Election results show Biden, the Democratic former vice president, won 306 electoral votes – exceeding the 270 needed to win – after four years under the Republican Trump. Biden and running mate Kamala Harris are due to take office on Jan. 20.

Under a complicated system dating back to the 1780s, a candidate becomes U.S. president not by winning a majority of the popular vote but through the Electoral College system, which allots electoral votes to the 50 states and the District of Columbia largely based on the size of their population.

In capitols such as Lansing, Michigan; Harrisburg, Pennsylvania; and Atlanta, Georgia, electors – typically party loyalists – will gather on Monday to formally cast those votes.

Georgia’s 16 electors and Nevada’s six electors voted for Biden for president, confirming his victory in the battleground states that Trump had unsuccessfully tried to challenge in court.

Electors represent the candidate who won their state, with the exception of Maine and Nebraska, which give some of their Electoral College votes to the winning presidential candidate in the state’s congressional districts.

While there are sometimes a handful of “rogue” electors who vote for someone other than the winner of their state’s popular vote, the vast majority rubber-stamp the results, and officials do not expect anything different on Monday.

Trump has called on Republican state legislators to appoint their own electors. State lawmakers have largely dismissed the idea.

Trump said late last month he will leave the White House if the Electoral College votes for Biden, but has since pressed on with his campaign, filing without success numerous lawsuits challenging state vote counts.


Once the Electoral College vote is complete, Trump’s sole remaining gambit would be to persuade Congress not to certify the count on Jan. 6.

Any attempt to block a state’s results, and thus change the overall U.S. tally, must pass in both chambers of Congress that day. Republicans would very likely fail to stop Biden taking office as planned on Jan. 20 because Democrats control the House of Representatives and several Republican senators have acknowledged Biden’s victory.

In 2016, Trump won the Electoral College despite losing the popular vote to Democrat Hillary Clinton by nearly 3 million votes. The formal vote earned extra attention when some Democratic activists called for electors to “go rogue” against Trump. In the end, seven electors broke ranks, an unusually high number but still far too few to sway the outcome.

At 78, Biden will be the oldest person to become U.S. president.
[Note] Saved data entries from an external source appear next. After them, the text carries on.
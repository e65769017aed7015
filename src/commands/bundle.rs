//! Bundler invocation.
//!
//! Translates the declarative bundle spec into an argument list and runs the
//! external bundler in the project directory. The bundler is responsible for
//! producing `dist/<name>`; this module only supplies configuration and
//! checks the exit status.

use crate::spec::BundleSpec;
use std::io;
use std::path::Path;
use std::process::Command;

/// Errors from running the bundler.
#[derive(Debug)]
pub enum BundlerError {
    /// The bundler executable could not be started.
    SpawnFailed { program: String, source: io::Error },
    /// The bundler exited with a failure.
    BundlerFailed { exit_code: Option<i32>, stderr: String },
}

impl std::fmt::Display for BundlerError {
    fn fmt(&self, f: &mut std::fmt::Formatter<'_>) -> std::fmt::Result {
        match self {
            BundlerError::SpawnFailed { program, source } => {
                write!(f, "failed to run '{}': {}", program, source)
            }
            BundlerError::BundlerFailed { exit_code, stderr } => match exit_code {
                Some(code) => write!(f, "bundler exited with code {}: {}", code, stderr),
                None => write!(f, "bundler terminated by signal: {}", stderr),
            },
        }
    }
}

impl std::error::Error for BundlerError {
    fn source(&self) -> Option<&(dyn std::error::Error + 'static)> {
        match self {
            BundlerError::SpawnFailed { source, .. } => Some(source),
            _ => None,
        }
    }
}

/// Separator between source and dest in `--add-data` entries.
fn data_separator() -> char {
    if cfg!(target_os = "windows") { ';' } else { ':' }
}

/// Build the bundler argument list from a spec. The entry script goes last.
pub fn bundler_args(spec: &BundleSpec) -> Vec<String> {
    let mut args = vec![
        "--noconfirm".to_string(),
        "--clean".to_string(),
        "--name".to_string(),
        spec.name.clone(),
    ];

    args.push(if spec.windowed { "--windowed" } else { "--console" }.to_string());
    args.push(if spec.onefile { "--onefile" } else { "--onedir" }.to_string());

    if let Some(icon) = &spec.icon {
        args.push("--icon".to_string());
        args.push(icon.target.clone());
    }

    for data in &spec.data {
        args.push("--add-data".to_string());
        args.push(format!("{}{}{}", data.source, data_separator(), data.dest));
    }
    for module in &spec.hidden_imports {
        args.push("--hidden-import".to_string());
        args.push(module.clone());
    }
    for module in &spec.excludes {
        args.push("--exclude-module".to_string());
        args.push(module.clone());
    }

    args.push(spec.entry.clone());
    args
}

/// Run the bundler in the project directory and wait for it to finish.
pub fn run(project_dir: &Path, spec: &BundleSpec) -> Result<(), BundlerError> {
    let output = Command::new(&spec.bundler_program)
        .args(bundler_args(spec))
        .current_dir(project_dir)
        .output()
        .map_err(|e| BundlerError::SpawnFailed {
            program: spec.bundler_program.clone(),
            source: e,
        })?;

    if !output.status.success() {
        return Err(BundlerError::BundlerFailed {
            exit_code: output.status.code(),
            stderr: String::from_utf8_lossy(&output.stderr).to_string(),
        });
    }

    Ok(())
}
use serde::{Deserialize, Serialize};
use std::fmt;
use std::fs;
use std::io;
use std::path::{Path, PathBuf};

/// Filename of the bundle spec within a project directory
pub const SPEC_FILENAME: &str = "bundle.json";

/// A data directory embedded into the bundled application.
#[derive(Debug, Clone, PartialEq, Eq, Serialize, Deserialize)]
pub struct DataDir {
    /// Source path, relative to the project directory
    pub source: String,
    /// Destination path inside the bundle
    pub dest: String,
}

/// Icon paths for the bundled application.
#[derive(Debug, Clone, PartialEq, Eq, Serialize, Deserialize)]
pub struct IconSpec {
    /// Source PNG image
    pub source: String,
    /// Target ICO file handed to the bundler
    pub target: String,
}

/// Declarative description of one bundler invocation.
#[derive(Debug, Clone, PartialEq, Eq, Serialize, Deserialize)]
pub struct BundleSpec {
    /// Base name of the output artifact
    pub name: String,
    /// Entry script handed to the bundler
    pub entry: String,
    #[serde(default, skip_serializing_if = "Option::is_none")]
    pub icon: Option<IconSpec>,
    #[serde(default, skip_serializing_if = "Vec::is_empty")]
    pub data: Vec<DataDir>,
    /// Modules the bundler's static analysis cannot discover
    #[serde(default, skip_serializing_if = "Vec::is_empty")]
    pub hidden_imports: Vec<String>,
    /// Modules excluded from the bundle for size
    #[serde(default, skip_serializing_if = "Vec::is_empty")]
    pub excludes: Vec<String>,
    /// Windowed (no console) subsystem
    #[serde(default = "default_true")]
    pub windowed: bool,
    /// Single-file output instead of a single-folder tree
    #[serde(default = "default_true")]
    pub onefile: bool,
    /// Command that prints the application version on stdout
    pub version_command: Vec<String>,
    #[serde(default = "default_bundler")]
    pub bundler_program: String,
}

fn default_true() -> bool {
    true
}

fn default_bundler() -> String {
    "pyinstaller".to_string()
}

/// Errors from loading or validating a bundle spec.
#[derive(Debug)]
pub enum SpecError {
    /// No bundle.json in the project directory
    NotFound(PathBuf),
    /// The spec file could not be read or parsed
    Parse { path: PathBuf, reason: String },
    /// The artifact name is empty
    EmptyName,
    /// No version command configured
    EmptyVersionCommand,
    /// Entry script does not exist
    EntryMissing(PathBuf),
    /// Icon source PNG does not exist (and no generated icon is present)
    IconSourceMissing(PathBuf),
    /// A data source directory does not exist
    DataSourceMissing(PathBuf),
    /// A module is listed twice in the same list
    DuplicateModule(String),
    /// A module is both hidden-imported and excluded
    ConflictingModule(String),
}

impl fmt::Display for SpecError {
    fn fmt(&self, f: &mut fmt::Formatter<'_>) -> fmt::Result {
        match self {
            SpecError::NotFound(path) => {
                write!(f, "bundle spec not found: {}", path.display())
            }
            SpecError::Parse { path, reason } => {
                write!(f, "failed to load {}: {}", path.display(), reason)
            }
            SpecError::EmptyName => write!(f, "artifact name is empty"),
            SpecError::EmptyVersionCommand => write!(f, "no version command configured"),
            SpecError::EntryMissing(path) => {
                write!(f, "entry script not found: {}", path.display())
            }
            SpecError::IconSourceMissing(path) => {
                write!(f, "icon source not found: {}", path.display())
            }
            SpecError::DataSourceMissing(path) => {
                write!(f, "data directory not found: {}", path.display())
            }
            SpecError::DuplicateModule(module) => {
                write!(f, "module '{}' is listed twice", module)
            }
            SpecError::ConflictingModule(module) => {
                write!(
                    f,
                    "module '{}' is both hidden-imported and excluded",
                    module
                )
            }
        }
    }
}

impl std::error::Error for SpecError {}

impl BundleSpec {
    pub fn load(path: &Path) -> io::Result<BundleSpec> {
        let content = fs::read_to_string(path)?;
        serde_json::from_str(&content).map_err(|e| io::Error::new(io::ErrorKind::InvalidData, e))
    }

    pub fn save(&self, path: &Path) -> io::Result<()> {
        let content = serde_json::to_string_pretty(self)
            .map_err(|e| io::Error::new(io::ErrorKind::InvalidData, e))?;
        fs::write(path, content)
    }

    /// Load the bundle spec from `<project_dir>/bundle.json`.
    pub fn load_from_project(project_dir: &Path) -> Result<BundleSpec, SpecError> {
        let path = project_dir.join(SPEC_FILENAME);
        if !path.exists() {
            return Err(SpecError::NotFound(path));
        }
        BundleSpec::load(&path).map_err(|e| SpecError::Parse {
            path,
            reason: e.to_string(),
        })
    }

    /// Check that the spec is internally consistent and its inputs exist.
    pub fn validate(&self, project_dir: &Path) -> Result<(), SpecError> {
        if self.name.trim().is_empty() {
            return Err(SpecError::EmptyName);
        }
        if self.version_command.is_empty() {
            return Err(SpecError::EmptyVersionCommand);
        }

        let entry = project_dir.join(&self.entry);
        if !entry.exists() {
            return Err(SpecError::EntryMissing(entry));
        }

        if let Some(icon) = &self.icon {
            let source = project_dir.join(&icon.source);
            // A previously generated icon satisfies the build without its source.
            if !source.exists() && !project_dir.join(&icon.target).exists() {
                return Err(SpecError::IconSourceMissing(source));
            }
        }

        for data in &self.data {
            let source = project_dir.join(&data.source);
            if !source.exists() {
                return Err(SpecError::DataSourceMissing(source));
            }
        }

        for (i, module) in self.hidden_imports.iter().enumerate() {
            if self.hidden_imports[..i].contains(module) {
                return Err(SpecError::DuplicateModule(module.clone()));
            }
        }
        for (i, module) in self.excludes.iter().enumerate() {
            if self.excludes[..i].contains(module) {
                return Err(SpecError::DuplicateModule(module.clone()));
            }
        }
        for module in &self.hidden_imports {
            if self.excludes.contains(module) {
                return Err(SpecError::ConflictingModule(module.clone()));
            }
        }

        Ok(())
    }
}

impl Default for BundleSpec {
    fn default() -> Self {
        BundleSpec {
            name: "CrossTrans".to_string(),
            entry: "main.py".to_string(),
            icon: Some(IconSpec {
                source: "assets/icon.png".to_string(),
                target: "assets/icon.ico".to_string(),
            }),
            data: vec![DataDir {
                source: "resources".to_string(),
                dest: "resources".to_string(),
            }],
            hidden_imports: Vec::new(),
            excludes: Vec::new(),
            windowed: true,
            onefile: true,
            version_command: vec![
                "python".to_string(),
                "-c".to_string(),
                "from version import __version__; print(__version__)".to_string(),
            ],
            bundler_program: "pyinstaller".to_string(),
        }
    }
}

#[cfg(test)]
mod tests {
    use super::*;
    use tempfile::tempdir;

    fn minimal_spec() -> BundleSpec {
        BundleSpec {
            name: "App".to_string(),
            entry: "main.py".to_string(),
            icon: None,
            data: Vec::new(),
            hidden_imports: Vec::new(),
            excludes: Vec::new(),
            windowed: true,
            onefile: true,
            version_command: vec!["python".to_string(), "version.py".to_string()],
            bundler_program: "pyinstaller".to_string(),
        }
    }

    #[test]
    fn load_from_json_string() {
        let json = r#"{
            "name": "CrossTrans",
            "entry": "main.py",
            "icon": {"source": "assets/icon.png", "target": "assets/icon.ico"},
            "data": [{"source": "resources", "dest": "resources"}],
            "hidden_imports": ["keyboard"],
            "excludes": ["tkinter"],
            "version_command": ["python", "-c", "print('x')"]
        }"#;

        let dir = tempdir().unwrap();
        let path = dir.path().join(SPEC_FILENAME);
        fs::write(&path, json).unwrap();

        let spec = BundleSpec::load(&path).unwrap();
        assert_eq!(spec.name, "CrossTrans");
        assert_eq!(spec.data.len(), 1);
        assert_eq!(spec.hidden_imports, vec!["keyboard".to_string()]);
        // Defaults applied for fields absent from the file
        assert!(spec.windowed);
        assert!(spec.onefile);
        assert_eq!(spec.bundler_program, "pyinstaller");
    }

    #[test]
    fn save_then_load_preserves_spec() {
        let spec = BundleSpec::default();
        let dir = tempdir().unwrap();
        let path = dir.path().join(SPEC_FILENAME);

        spec.save(&path).unwrap();
        let loaded = BundleSpec::load(&path).unwrap();

        assert_eq!(spec, loaded);
    }

    #[test]
    fn load_missing_file_returns_error() {
        let result = BundleSpec::load(Path::new("/nonexistent/bundle.json"));
        assert!(result.is_err());
    }

    #[test]
    fn load_malformed_json_returns_error() {
        let dir = tempdir().unwrap();
        let path = dir.path().join(SPEC_FILENAME);
        fs::write(&path, "not valid json").unwrap();

        let result = BundleSpec::load(&path);
        assert!(result.is_err());
    }

    #[test]
    fn load_from_project_reports_missing_spec() {
        let dir = tempdir().unwrap();
        let result = BundleSpec::load_from_project(dir.path());
        assert!(matches!(result, Err(SpecError::NotFound(_))));
    }

    #[test]
    fn validate_accepts_complete_project() {
        let dir = tempdir().unwrap();
        fs::write(dir.path().join("main.py"), "print('hi')").unwrap();

        let spec = minimal_spec();
        assert!(spec.validate(dir.path()).is_ok());
    }

    #[test]
    fn validate_rejects_empty_name() {
        let dir = tempdir().unwrap();
        let mut spec = minimal_spec();
        spec.name = "  ".to_string();

        let result = spec.validate(dir.path());
        assert!(matches!(result, Err(SpecError::EmptyName)));
    }

    #[test]
    fn validate_rejects_missing_entry() {
        let dir = tempdir().unwrap();
        let spec = minimal_spec();

        let result = spec.validate(dir.path());
        assert!(matches!(result, Err(SpecError::EntryMissing(_))));
    }

    #[test]
    fn validate_rejects_empty_version_command() {
        let dir = tempdir().unwrap();
        fs::write(dir.path().join("main.py"), "").unwrap();
        let mut spec = minimal_spec();
        spec.version_command.clear();

        let result = spec.validate(dir.path());
        assert!(matches!(result, Err(SpecError::EmptyVersionCommand)));
    }

    #[test]
    fn validate_rejects_missing_data_source() {
        let dir = tempdir().unwrap();
        fs::write(dir.path().join("main.py"), "").unwrap();
        let mut spec = minimal_spec();
        spec.data.push(DataDir {
            source: "resources".to_string(),
            dest: "resources".to_string(),
        });

        let result = spec.validate(dir.path());
        assert!(matches!(result, Err(SpecError::DataSourceMissing(_))));
    }

    #[test]
    fn validate_rejects_duplicate_module() {
        let dir = tempdir().unwrap();
        fs::write(dir.path().join("main.py"), "").unwrap();
        let mut spec = minimal_spec();
        spec.hidden_imports = vec!["keyboard".to_string(), "keyboard".to_string()];

        let result = spec.validate(dir.path());
        assert!(matches!(result, Err(SpecError::DuplicateModule(_))));
    }

    #[test]
    fn validate_rejects_module_in_both_lists() {
        let dir = tempdir().unwrap();
        fs::write(dir.path().join("main.py"), "").unwrap();
        let mut spec = minimal_spec();
        spec.hidden_imports = vec!["requests".to_string()];
        spec.excludes = vec!["requests".to_string()];

        let result = spec.validate(dir.path());
        assert!(matches!(result, Err(SpecError::ConflictingModule(_))));
    }

    #[test]
    fn validate_accepts_generated_icon_without_source() {
        let dir = tempdir().unwrap();
        fs::write(dir.path().join("main.py"), "").unwrap();
        fs::write(dir.path().join("icon.ico"), "stub").unwrap();

        let mut spec = minimal_spec();
        spec.icon = Some(IconSpec {
            source: "icon.png".to_string(),
            target: "icon.ico".to_string(),
        });

        assert!(spec.validate(dir.path()).is_ok());
    }
}
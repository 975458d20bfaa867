use crate::application::{Report, ReportData};
use crate::domain::InputParser;
use std::fs::File;
use std::io::{self, Write};
use std::path::Path;
use thiserror::Error;

#[derive(Debug, Error)]
pub enum ExportError {
    #[error("I/O error: {0}")]
    Io(#[from] io::Error),

    #[error("Serialization failed: {0}")]
    Json(#[from] serde_json::Error),

    #[error("CSV export failed: {0}")]
    Csv(#[from] csv::Error),
}

/// Writes finished reports as JSON or CSV.
pub struct ReportExporter;

impl ReportExporter {
    /// Pretty-printed JSON array of reports.
    pub fn write_json<W: Write>(reports: &[Report], mut writer: W) -> Result<(), ExportError> {
        serde_json::to_writer_pretty(&mut writer, reports)?;
        writeln!(writer)?;
        Ok(())
    }

    /// One CSV section per report, separated by a blank line.
    ///
    /// Values are written in canonical `true,false` form so a section can be
    /// fed straight back to the boolean list parser.
    pub fn write_csv<W: Write>(reports: &[Report], mut writer: W) -> Result<(), ExportError> {
        for (index, report) in reports.iter().enumerate() {
            if index > 0 {
                writeln!(writer)?;
            }
            let mut csv_writer = csv::Writer::from_writer(&mut writer);
            Self::write_csv_section(report, &mut csv_writer)?;
            csv_writer.flush()?;
        }
        Ok(())
    }

    pub fn save_json(reports: &[Report], filename: &str) -> Result<String, ExportError> {
        let file = File::create(Path::new(filename))?;
        Self::write_json(reports, file)?;
        Ok(filename.to_string())
    }

    pub fn save_csv(reports: &[Report], filename: &str) -> Result<String, ExportError> {
        let file = File::create(Path::new(filename))?;
        Self::write_csv(reports, file)?;
        Ok(filename.to_string())
    }

    fn write_csv_section<W: Write>(
        report: &Report,
        writer: &mut csv::Writer<W>,
    ) -> Result<(), ExportError> {
        match &report.data {
            ReportData::SingleSet { rows, .. } => {
                writer.write_record(["operation", "values", "formula", "result"])?;
                for row in rows {
                    writer.write_record([
                        row.operation.name().to_string(),
                        InputParser::render_boolean_list(&row.variable_values),
                        row.formula.clone(),
                        row.result.to_string(),
                    ])?;
                }
            }
            ReportData::MultiSet { rows } => {
                writer.write_record(["set", "values", "formula", "result"])?;
                for row in rows {
                    writer.write_record([
                        row.set_index.to_string(),
                        InputParser::render_boolean_list(&row.variable_values),
                        row.formula.clone(),
                        row.result.to_string(),
                    ])?;
                }
            }
            ReportData::Operations { rows } => {
                writer.write_record(["operation", "description", "example"])?;
                for row in rows {
                    writer.write_record([
                        row.operation.name().to_string(),
                        row.description.clone(),
                        row.example_result.to_string(),
                    ])?;
                }
            }
        }
        Ok(())
    }
}

#[cfg(test)]
mod tests {
    use super::*;
    use crate::application::CommandRunner;
    use crate::domain::Operation;
    use std::fs;
    use tempfile::tempdir;

    fn render_csv(reports: &[Report]) -> String {
        let mut buffer = Vec::new();
        ReportExporter::write_csv(reports, &mut buffer).unwrap();
        String::from_utf8(buffer).unwrap()
    }

    #[test]
    fn test_single_set_csv() {
        let report = Report::single_set(&[Operation::And, Operation::Or], &[true, false]).unwrap();
        assert_eq!(
            render_csv(&[report]),
            "operation,values,formula,result\n\
             AND,\"true,false\",AND(T F),false\n\
             OR,\"true,false\",OR(T F),true\n"
        );
    }

    #[test]
    fn test_multi_set_csv_uses_gap_free_indices() {
        let report =
            Report::multi_set(Operation::Majority, &[vec![], vec![true], vec![false, false]]).unwrap();
        assert_eq!(
            render_csv(&[report]),
            "set,values,formula,result\n\
             1,true,MAJORITY(T),true\n\
             2,\"false,false\",MAJORITY(F F),false\n"
        );
    }

    #[test]
    fn test_csv_sections_separated() {
        let reports = CommandRunner::demo_reports().unwrap();
        let csv = render_csv(&reports);
        assert_eq!(csv.split("\n\n").count(), 4);
        assert!(csv.starts_with("operation,values,formula,result\n"));
    }

    #[test]
    fn test_json_roundtrip_through_file() {
        let dir = tempdir().unwrap();
        let path = dir.path().join("report.json");
        let filename = path.to_str().unwrap();
        let reports = vec![Report::operation_info()];

        let saved = ReportExporter::save_json(&reports, filename).unwrap();
        assert_eq!(saved, filename);

        let content = fs::read_to_string(&path).unwrap();
        let loaded: Vec<Report> = serde_json::from_str(&content).unwrap();
        assert_eq!(loaded, reports);
        assert!(content.contains("\"kind\": \"operations\""));
        assert!(content.contains("\"ALL_EQUAL\""));
    }

    #[test]
    fn test_save_csv_to_file() {
        let dir = tempdir().unwrap();
        let path = dir.path().join("info.csv");
        let filename = path.to_str().unwrap();

        ReportExporter::save_csv(&[Report::operation_info()], filename).unwrap();
        let content = fs::read_to_string(&path).unwrap();
        let mut lines = content.lines();
        assert_eq!(lines.next(), Some("operation,description,example"));
        assert_eq!(lines.next(), Some("AND,All values must be True,false"));
        assert_eq!(content.lines().count(), 9);
    }

    #[test]
    fn test_save_to_missing_directory_fails() {
        let dir = tempdir().unwrap();
        let path = dir.path().join("missing").join("report.json");
        let result = ReportExporter::save_json(&[], path.to_str().unwrap());
        assert!(matches!(result, Err(ExportError::Io(_))));
    }
}
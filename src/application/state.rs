//! Application state for the interactive report viewer.
//!
//! This module holds the reports being browsed together with the mode
//! and scroll state the terminal UI renders from.

use super::commands::Report;

/// Represents the current mode of the viewer.
#[derive(Debug, Clone, Copy, PartialEq, Eq)]
pub enum AppMode {
    /// Browsing reports - arrow keys scroll and switch reports
    Normal,
    /// Help popup is displayed
    Help,
    /// JSON export filename prompt is open
    ExportJson,
    /// CSV export filename prompt is open
    ExportCsv,
}

/// Viewer state: the reports plus which one is shown and how far it is scrolled.
///
/// # Examples
///
/// ```
/// use varlogic::application::{App, Report};
///
/// let app = App::new(vec![Report::operation_info()]);
/// assert_eq!(app.selected_report, 0);
/// assert!(app.current_report().is_some());
/// ```
#[derive(Debug)]
pub struct App {
    pub reports: Vec<Report>,
    /// Index into `reports` of the report on screen
    pub selected_report: usize,
    /// First visible row of the current report
    pub scroll_row: usize,
    pub mode: AppMode,
    pub help_scroll: usize,
    /// Temporary status message to display
    pub status_message: Option<String>,
    /// Input buffer for filename entry
    pub filename_input: String,
    /// Rows that fit in the table area, refreshed on every draw
    pub viewport_rows: usize,
}

impl App {
    pub fn new(reports: Vec<Report>) -> Self {
        Self {
            reports,
            selected_report: 0,
            scroll_row: 0,
            mode: AppMode::Normal,
            help_scroll: 0,
            status_message: None,
            filename_input: String::new(),
            viewport_rows: 10,
        }
    }

    pub fn current_report(&self) -> Option<&Report> {
        self.reports.get(self.selected_report)
    }

    pub fn next_report(&mut self) {
        if self.selected_report + 1 < self.reports.len() {
            self.selected_report += 1;
            self.scroll_row = 0;
        }
    }

    pub fn previous_report(&mut self) {
        if self.selected_report > 0 {
            self.selected_report -= 1;
            self.scroll_row = 0;
        }
    }

    pub fn scroll_down(&mut self) {
        let rows = self.current_report().map(|r| r.data.row_count()).unwrap_or(0);
        let max_scroll = rows.saturating_sub(self.viewport_rows.max(1));
        if self.scroll_row < max_scroll {
            self.scroll_row += 1;
        }
    }

    pub fn scroll_up(&mut self) {
        self.scroll_row = self.scroll_row.saturating_sub(1);
    }

    pub fn update_viewport_size(&mut self, rows: usize) {
        self.viewport_rows = rows;
    }

    pub fn show_help(&mut self) {
        self.mode = AppMode::Help;
        self.help_scroll = 0;
    }

    pub fn close_help(&mut self) {
        self.mode = AppMode::Normal;
    }

    pub fn start_json_export(&mut self) {
        self.mode = AppMode::ExportJson;
        self.filename_input = "report.json".to_string();
        self.status_message = None;
    }

    pub fn start_csv_export(&mut self) {
        self.mode = AppMode::ExportCsv;
        self.filename_input = "report.csv".to_string();
        self.status_message = None;
    }

    pub fn cancel_filename_input(&mut self) {
        self.mode = AppMode::Normal;
        self.filename_input.clear();
    }

    /// Filename from the prompt, falling back to the mode's default.
    pub fn get_export_filename(&self) -> String {
        if !self.filename_input.trim().is_empty() {
            return self.filename_input.trim().to_string();
        }
        match self.mode {
            AppMode::ExportCsv => "report.csv".to_string(),
            _ => "report.json".to_string(),
        }
    }

    pub fn set_export_result(&mut self, result: Result<String, String>) {
        self.status_message = Some(match result {
            Ok(filename) => format!("Exported to {}", filename),
            Err(error) => format!("Export failed: {}", error),
        });
        self.mode = AppMode::Normal;
        self.filename_input.clear();
    }
}
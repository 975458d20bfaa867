//! Infrastructure layer providing file output.
//!
//! This module contains the JSON and CSV exporters used by the command
//! line and the interactive viewer.

pub mod persistence;

pub use persistence::*;
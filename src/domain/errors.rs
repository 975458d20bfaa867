use thiserror::Error;

/// Every failure the logic core can report.
#[derive(Debug, Error, Clone, PartialEq, Eq)]
pub enum LogicError {
    /// A token in a boolean list is not one of the recognised truthy/falsy literals.
    #[error("Invalid boolean value '{token}' at position {position}{}", set_suffix(.set))]
    InvalidBooleanToken {
        token: String,
        /// 1-based index within its list.
        position: usize,
        /// 1-based index of the enclosing set when parsing several sets.
        set: Option<usize>,
    },

    /// An identifier reached the evaluator that the registry does not know.
    #[error("Unsupported operation: {0}")]
    UnsupportedOperation(String),

    #[error("No values provided for single-set comparison")]
    EmptySingleSet,

    #[error("No non-empty variable sets provided")]
    EmptyBatch,

    /// User-supplied operation text did not name any operation.
    #[error("Invalid operation: {0}. Valid options: AND, OR, XOR, NAND, NOR, MAJORITY, PARITY, ALL_EQUAL")]
    MalformedOperationName(String),
}

fn set_suffix(set: &Option<usize>) -> String {
    match set {
        Some(index) => format!(" in set {}", index),
        None => String::new(),
    }
}

pub type LogicResult<T> = Result<T, LogicError>;
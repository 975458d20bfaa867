//! Application layer turning requests into reports and managing viewer state.
//!
//! This module coordinates between the domain layer and the presentation
//! layer: it parses raw command text into requests, runs them through the
//! comparison services, and holds the state of the interactive viewer.

pub mod commands;
pub mod state;

pub use commands::*;
pub use state::*;
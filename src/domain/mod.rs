//! Domain layer: the operation registry, evaluator, input parser, and
//! comparison services. Nothing here performs I/O.

pub mod models;
pub mod registry;
pub mod evaluator;
pub mod parser;
pub mod services;
pub mod errors;

pub use models::*;
pub use registry::*;
pub use evaluator::*;
pub use parser::*;
pub use services::*;
pub use errors::*;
He was due to make a speech at 8 p.m. ET on Monday about the Electoral College “and the strength and resilience of our democracy,” his transition team said in a statement.

While the electoral votes normally involve some pomp and circumstance, most events this year will be significantly scaled back due to the coronavirus pandemic.

In Michigan, for instance, the 16 electors are allowed to bring only a single guest; Arizona has shifted its ceremony from the Capitol building to an unassuming government facility and pared down the list of invitees. At least one state, Nevada held its electoral vote entirely virtually.